Artificial Intelligence and Information Governance: Strengthening Global Security, through Compliance Frameworks, and Data Security
Titilayo Modupe Kolade, Nsidibe Taiwo Aideyan, Seun Michael Oyekunle, Olumide Samuel Ogungbemi, Dooshima Louisa Dapo-Oyewole, Oluwaseun Oladeji Olaniyi
Abstract
This study examines the dual role of artificial intelligence (AI) in advancing and challenging global information governance and data security. By leveraging methodologies such as Hierarchical Cluster Analysis (HCA), Principal Component Analysis (PCA), Structural Equation Modeling (SEM), and Multi-Criteria Decision Analysis (MCDA), the study investigates AI-specific vulnerabilities, governance gaps, and the effectiveness of compliance frameworks. Data from the MITRE ATT&CK Framework, AI Incident Database, Global Cybersecurity Index (GCI), and National Vulnerability Database (NVD) form the empirical foundation for this analysis. Key findings reveal that AI-driven data breaches exhibit the highest regulatory scores (0.72) and dependency levels (0.81), underscoring the critical need for robust compliance frameworks in high-risk AI environments. PCA identifies regulatory gaps (45.3% variance) and AI technology type (30.2% variance) as significant factors influencing security outcomes.
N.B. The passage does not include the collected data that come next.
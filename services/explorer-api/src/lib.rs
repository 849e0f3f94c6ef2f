//! Explorer session host library.
//!
//! Exposes the router and state so integration tests can drive the service
//! in-process.

pub mod handlers;
pub mod state;

use std::sync::Arc;

use axum::{
    extract::Extension,
    routing::{get, post},
    Router,
};
use metrics_exporter_prometheus::PrometheusHandle;
use tower_http::{cors::CorsLayer, trace::TraceLayer};

use state::AppState;

/// Build the service router.
pub fn router(state: Arc<AppState>, prometheus_handle: PrometheusHandle) -> Router {
    Router::new()
        // Health check
        .route("/health", get(handlers::health_handler))
        // Metrics
        .route("/metrics", get(handlers::metrics_handler))
        // Catalog
        .route("/api/catalog", get(handlers::catalog_handler))
        // Sessions
        .route("/api/sessions", post(handlers::create_session_handler))
        .route(
            "/api/sessions/:id",
            get(handlers::get_session_handler).delete(handlers::delete_session_handler),
        )
        .route(
            "/api/sessions/:id/events",
            post(handlers::session_event_handler),
        )
        // Tiles for the current overlay
        .route("/api/tiles/:id/:z/:x/:y", get(handlers::tile_handler))
        .layer(Extension(state))
        .layer(Extension(prometheus_handle))
        .layer(TraceLayer::new_for_http())
        .layer(CorsLayer::permissive())
}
SEM highlights governance strength as a primary determinant of security effectiveness (coefficient = 0.68, p < 0.001), while MCDA underscores the importance of adaptability in governance frameworks for addressing AI-specific threats. The study recommends adopting quantum-resistant encryption, enhancing international cooperation, and integrating AI automation with human oversight to fortify governance structures. These insights provide actionable strategies for policymakers, industry leaders, and researchers to navigate the complexities of AI governance and align technological advancements with ethical and security imperatives in a rapidly evolving digital landscape.